• [Data extracts]:
· · · ·

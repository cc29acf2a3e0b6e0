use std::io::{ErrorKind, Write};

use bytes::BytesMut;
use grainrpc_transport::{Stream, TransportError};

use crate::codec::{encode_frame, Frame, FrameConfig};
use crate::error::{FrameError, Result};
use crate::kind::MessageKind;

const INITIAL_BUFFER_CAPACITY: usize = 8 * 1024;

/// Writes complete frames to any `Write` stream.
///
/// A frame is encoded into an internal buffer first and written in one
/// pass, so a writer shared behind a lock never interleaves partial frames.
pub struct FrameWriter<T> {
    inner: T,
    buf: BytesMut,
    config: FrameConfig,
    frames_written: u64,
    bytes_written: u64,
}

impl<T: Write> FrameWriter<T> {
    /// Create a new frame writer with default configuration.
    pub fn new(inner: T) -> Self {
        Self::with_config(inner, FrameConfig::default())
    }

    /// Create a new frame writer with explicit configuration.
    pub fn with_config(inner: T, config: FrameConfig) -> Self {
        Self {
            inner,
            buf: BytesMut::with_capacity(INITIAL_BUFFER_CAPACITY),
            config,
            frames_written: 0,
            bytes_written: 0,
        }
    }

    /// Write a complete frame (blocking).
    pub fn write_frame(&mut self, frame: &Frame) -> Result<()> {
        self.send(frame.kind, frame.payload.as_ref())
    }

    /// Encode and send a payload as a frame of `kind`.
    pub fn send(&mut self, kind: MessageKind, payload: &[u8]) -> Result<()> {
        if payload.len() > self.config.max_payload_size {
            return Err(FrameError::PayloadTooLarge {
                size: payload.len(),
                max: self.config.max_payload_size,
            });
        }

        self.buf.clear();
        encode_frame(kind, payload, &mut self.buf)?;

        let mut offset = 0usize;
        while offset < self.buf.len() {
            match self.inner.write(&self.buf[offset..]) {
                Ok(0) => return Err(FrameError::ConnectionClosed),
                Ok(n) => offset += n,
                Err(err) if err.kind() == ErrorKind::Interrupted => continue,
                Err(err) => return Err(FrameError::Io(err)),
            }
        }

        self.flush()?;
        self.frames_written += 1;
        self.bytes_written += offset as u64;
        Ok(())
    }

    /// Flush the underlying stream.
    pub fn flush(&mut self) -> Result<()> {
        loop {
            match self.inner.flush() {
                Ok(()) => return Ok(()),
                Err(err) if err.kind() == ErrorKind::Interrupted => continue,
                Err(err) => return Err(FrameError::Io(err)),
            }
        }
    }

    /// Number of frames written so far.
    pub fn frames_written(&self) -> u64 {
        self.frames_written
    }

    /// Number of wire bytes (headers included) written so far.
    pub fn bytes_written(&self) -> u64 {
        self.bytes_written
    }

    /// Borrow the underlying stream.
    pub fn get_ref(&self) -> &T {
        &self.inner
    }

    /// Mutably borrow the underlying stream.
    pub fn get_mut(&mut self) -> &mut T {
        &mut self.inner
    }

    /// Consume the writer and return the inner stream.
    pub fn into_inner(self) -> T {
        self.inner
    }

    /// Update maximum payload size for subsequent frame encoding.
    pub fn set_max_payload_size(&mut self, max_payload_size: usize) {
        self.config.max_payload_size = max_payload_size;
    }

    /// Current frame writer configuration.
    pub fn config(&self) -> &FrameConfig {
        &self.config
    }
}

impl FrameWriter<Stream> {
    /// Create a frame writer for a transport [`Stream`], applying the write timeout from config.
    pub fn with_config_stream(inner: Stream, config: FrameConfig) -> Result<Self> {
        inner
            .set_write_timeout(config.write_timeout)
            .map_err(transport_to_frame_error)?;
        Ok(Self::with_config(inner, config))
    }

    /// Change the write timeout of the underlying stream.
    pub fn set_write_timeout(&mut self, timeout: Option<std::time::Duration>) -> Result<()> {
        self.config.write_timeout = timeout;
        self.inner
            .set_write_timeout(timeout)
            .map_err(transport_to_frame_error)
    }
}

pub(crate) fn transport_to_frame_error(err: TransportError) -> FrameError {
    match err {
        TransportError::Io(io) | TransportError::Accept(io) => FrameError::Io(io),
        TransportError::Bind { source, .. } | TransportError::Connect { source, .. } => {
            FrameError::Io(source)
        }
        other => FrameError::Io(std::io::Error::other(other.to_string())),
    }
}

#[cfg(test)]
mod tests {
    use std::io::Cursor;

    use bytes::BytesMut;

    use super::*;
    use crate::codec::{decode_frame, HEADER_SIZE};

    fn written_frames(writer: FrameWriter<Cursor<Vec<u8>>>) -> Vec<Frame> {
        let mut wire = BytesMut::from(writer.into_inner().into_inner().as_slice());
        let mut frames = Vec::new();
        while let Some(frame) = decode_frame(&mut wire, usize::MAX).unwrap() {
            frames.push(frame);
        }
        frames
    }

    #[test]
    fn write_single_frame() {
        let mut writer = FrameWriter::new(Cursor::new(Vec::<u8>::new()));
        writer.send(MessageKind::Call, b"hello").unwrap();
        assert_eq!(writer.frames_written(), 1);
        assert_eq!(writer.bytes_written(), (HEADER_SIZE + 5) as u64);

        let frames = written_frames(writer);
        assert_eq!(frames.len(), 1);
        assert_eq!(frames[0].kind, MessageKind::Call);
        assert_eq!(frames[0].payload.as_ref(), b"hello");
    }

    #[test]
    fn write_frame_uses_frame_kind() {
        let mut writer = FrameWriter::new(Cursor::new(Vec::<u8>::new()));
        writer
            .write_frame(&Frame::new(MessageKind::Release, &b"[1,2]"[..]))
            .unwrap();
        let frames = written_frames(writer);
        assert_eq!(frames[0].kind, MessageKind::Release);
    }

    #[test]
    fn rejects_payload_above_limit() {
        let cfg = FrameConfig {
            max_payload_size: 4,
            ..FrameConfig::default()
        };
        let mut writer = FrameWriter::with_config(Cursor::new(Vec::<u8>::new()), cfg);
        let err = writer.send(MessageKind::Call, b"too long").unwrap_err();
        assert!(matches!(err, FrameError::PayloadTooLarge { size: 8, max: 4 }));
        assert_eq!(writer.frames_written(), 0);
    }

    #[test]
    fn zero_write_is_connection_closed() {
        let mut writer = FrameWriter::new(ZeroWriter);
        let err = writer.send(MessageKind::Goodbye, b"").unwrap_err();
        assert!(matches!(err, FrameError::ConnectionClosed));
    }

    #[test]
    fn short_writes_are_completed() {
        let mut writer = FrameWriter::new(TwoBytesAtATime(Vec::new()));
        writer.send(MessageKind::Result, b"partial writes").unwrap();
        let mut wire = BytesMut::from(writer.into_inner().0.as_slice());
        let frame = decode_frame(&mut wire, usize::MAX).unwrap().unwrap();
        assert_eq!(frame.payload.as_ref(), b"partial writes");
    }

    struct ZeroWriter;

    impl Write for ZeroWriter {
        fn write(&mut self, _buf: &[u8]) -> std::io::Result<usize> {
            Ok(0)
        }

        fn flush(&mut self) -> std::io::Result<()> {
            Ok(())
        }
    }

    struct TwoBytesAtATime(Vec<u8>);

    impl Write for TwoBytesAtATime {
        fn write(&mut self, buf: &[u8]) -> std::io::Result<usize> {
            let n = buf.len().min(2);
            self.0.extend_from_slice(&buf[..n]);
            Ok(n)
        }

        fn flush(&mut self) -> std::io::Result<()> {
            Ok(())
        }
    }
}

· · · ·

• [What you are asked to do]: Reproduce every record, matching each line exactly.

• [Output of the exercise]:
repository cc29acf2a3e0b6e0
use std::io::{ErrorKind, Write};

use bytes::BytesMut;
use grainrpc_transport::{Stream, TransportError};

use crate::codec::{encode_frame, Frame, FrameConfig};
use crate::error::{FrameError, Result};
use crate::kind::MessageKind;

const INITIAL_BUFFER_CAPACITY: usize = 8 * 1024;

/// Writes complete frames to any `Write` stream.
///
/// A frame is encoded into an internal buffer first and written in one
/// pass, so a writer shared behind a lock never interleaves partial frames.
pub struct FrameWriter<T> {
    inner: T,
    buf: BytesMut,
    config: FrameConfig,
    frames_written: u64,
    bytes_written: u64,
}

impl<T: Write> FrameWriter<T> {
    /// Create a new frame writer with default configuration.
    pub fn new(inner: T) -> Self {
        Self::with_config(inner, FrameConfig::default())
    }

    /// Create a new frame writer with explicit configuration.
    pub fn with_config(inner: T, config: FrameConfig) -> Self {
        Self {
            inner,
            buf: BytesMut::with_capacity(INITIAL_BUFFER_CAPACITY),
            config,
            frames_written: 0,
            bytes_written: 0,
        }
    }

    /// Write a complete frame (blocking).
    pub fn write_frame(&mut self, frame: &Frame) -> Result<()> {
        self.send(frame.kind, frame.payload.as_ref())
    }

    /// Encode and send a payload as a frame of `kind`.
    pub fn send(&mut self, kind: MessageKind, payload: &[u8]) -> Result<()> {
        if payload.len() > self.config.max_payload_size {
            return Err(FrameError::PayloadTooLarge {
                size: payload.len(),
                max: self.config.max_payload_size,
            });
        }

        self.buf.clear();
        encode_frame(kind, payload, &mut self.buf)?;

        let mut offset = 0usize;
        while offset < self.buf.len() {
            match self.inner.write(&self.buf[offset..]) {
                Ok(0) => return Err(FrameError::ConnectionClosed),
                Ok(n) => offset += n,
                Err(err) if err.kind() == ErrorKind::Interrupted => continue,
                Err(err) => return Err(FrameError::Io(err)),
            }
        }

        self.flush()?;
        self.frames_written += 1;
        self.bytes_written += offset as u64;
        Ok(())
    }

    /// Flush the underlying stream.
    pub fn flush(&mut self) -> Result<()> {
        loop {
            match self.inner.flush() {
                Ok(()) => return Ok(()),
                Err(err) if err.kind() == ErrorKind::Interrupted => continue,
                Err(err) => return Err(FrameError::Io(err)),
            }
        }
    }

    /// Number of frames written so far.
    pub fn frames_written(&self) -> u64 {
        self.frames_written
    }

    /// Number of wire bytes (headers included) written so far.
    pub fn bytes_written(&self) -> u64 {
        self.bytes_written
    }

    /// Borrow the underlying stream.
    pub fn get_ref(&self) -> &T {
        &self.inner
    }

    /// Mutably borrow the underlying stream.
    pub fn get_mut(&mut self) -> &mut T {
        &mut self.inner
    }

    /// Consume the writer and return the inner stream.
    pub fn into_inner(self) -> T {
        self.inner
    }

    /// Update maximum payload size for subsequent frame encoding.
    pub fn set_max_payload_size(&mut self, max_payload_size: usize) {
        self.config.max_payload_size = max_payload_size;
    }

    /// Current frame writer configuration.
    pub fn config(&self) -> &FrameConfig {
        &self.config
    }
}

impl FrameWriter<Stream> {
    /// Create a frame writer for a transport [`Stream`], applying the write timeout from config.
    pub fn with_config_stream(inner: Stream, config: FrameConfig) -> Result<Self> {
        inner
            .set_write_timeout(config.write_timeout)
            .map_err(transport_to_frame_error)?;
        Ok(Self::with_config(inner, config))
    }

    /// Change the write timeout of the underlying stream.
    pub fn set_write_timeout(&mut self, timeout: Option<std::time::Duration>) -> Result<()> {
        self.config.write_timeout = timeout;
        self.inner
            .set_write_timeout(timeout)
            .map_err(transport_to_frame_error)
    }
}

pub(crate) fn transport_to_frame_error(err: TransportError) -> FrameError {
    match err {
        TransportError::Io(io) | TransportError::Accept(io) => FrameError::Io(io),
        TransportError::Bind { source, .. } | TransportError::Connect { source, .. } => {
            FrameError::Io(source)
        }
        other => FrameError::Io(std::io::Error::other(other.to_string())),
    }
}

#[cfg(test)]
mod tests {
    use std::io::Cursor;

    use bytes::BytesMut;

    use super::*;
    use crate::codec::{decode_frame, HEADER_SIZE};

    fn written_frames(writer: FrameWriter<Cursor<Vec<u8>>>) -> Vec<Frame> {
        let mut wire = BytesMut::from(writer.into_inner().into_inner().as_slice());
        let mut frames = Vec::new();
        while let Some(frame) = decode_frame(&mut wire, usize::MAX).unwrap() {
            frames.push(frame);
        }
        frames
    }

    #[test]
    fn write_single_frame() {
        let mut writer = FrameWriter::new(Cursor::new(Vec::<u8>::new()));
        writer.send(MessageKind::Call, b"hello").unwrap();
        assert_eq!(writer.frames_written(), 1);
        assert_eq!(writer.bytes_written(), (HEADER_SIZE + 5) as u64);

        let frames = written_frames(writer);
        assert_eq!(frames.len(), 1);
        assert_eq!(frames[0].kind, MessageKind::Call);
        assert_eq!(frames[0].payload.as_ref(), b"hello");
    }

    #[test]
    fn write_frame_uses_frame_kind() {
        let mut writer = FrameWriter::new(Cursor::new(Vec::<u8>::new()));
        writer
            .write_frame(&Frame::new(MessageKind::Release, &b"[1,2]"[..]))
            .unwrap();
        let frames = written_frames(writer);
        assert_eq!(frames[0].kind, MessageKind::Release);
    }

    #[test]
    fn rejects_payload_above_limit() {
        let cfg = FrameConfig {
            max_payload_size: 4,
            ..FrameConfig::default()
        };
        let mut writer = FrameWriter::with_config(Cursor::new(Vec::<u8>::new()), cfg);
        let err = writer.send(MessageKind::Call, b"too long").unwrap_err();
        assert!(matches!(err, FrameError::PayloadTooLarge { size: 8, max: 4 }));
        assert_eq!(writer.frames_written(), 0);
    }

    #[test]
    fn zero_write_is_connection_closed() {
        let mut writer = FrameWriter::new(ZeroWriter);
        let err = writer.send(MessageKind::Goodbye, b"").unwrap_err();
        assert!(matches!(err, FrameError::ConnectionClosed));
    }

    #[test]
    fn short_writes_are_completed() {
        let mut writer = FrameWriter::new(TwoBytesAtATime(Vec::new()));
        writer.send(MessageKind::Result, b"partial writes").unwrap();
        let mut wire = BytesMut::from(writer.into_inner().0.as_slice());
        let frame = decode_frame(&mut wire, usize::MAX).unwrap().unwrap();
        assert_eq!(frame.payload.as_ref(), b"partial writes");
    }

    struct ZeroWriter;

    impl Write for ZeroWriter {
        fn write(&mut self, _buf: &[u8]) -> std::io::Result<usize> {
            Ok(0)
        }

        fn flush(&mut self) -> std::io::Result<()> {
            Ok(())
        }
    }

    struct TwoBytesAtATime(Vec<u8>);

    impl Write for TwoBytesAtATime {
        fn write(&mut self, buf: &[u8]) -> std::io::Result<usize> {
            let n = buf.len().min(2);
            self.0.extend_from_slice(&buf[..n]);
            Ok(n)
        }

        fn flush(&mut self) -> std::io::Result<()> {
            Ok(())
        }
    }
}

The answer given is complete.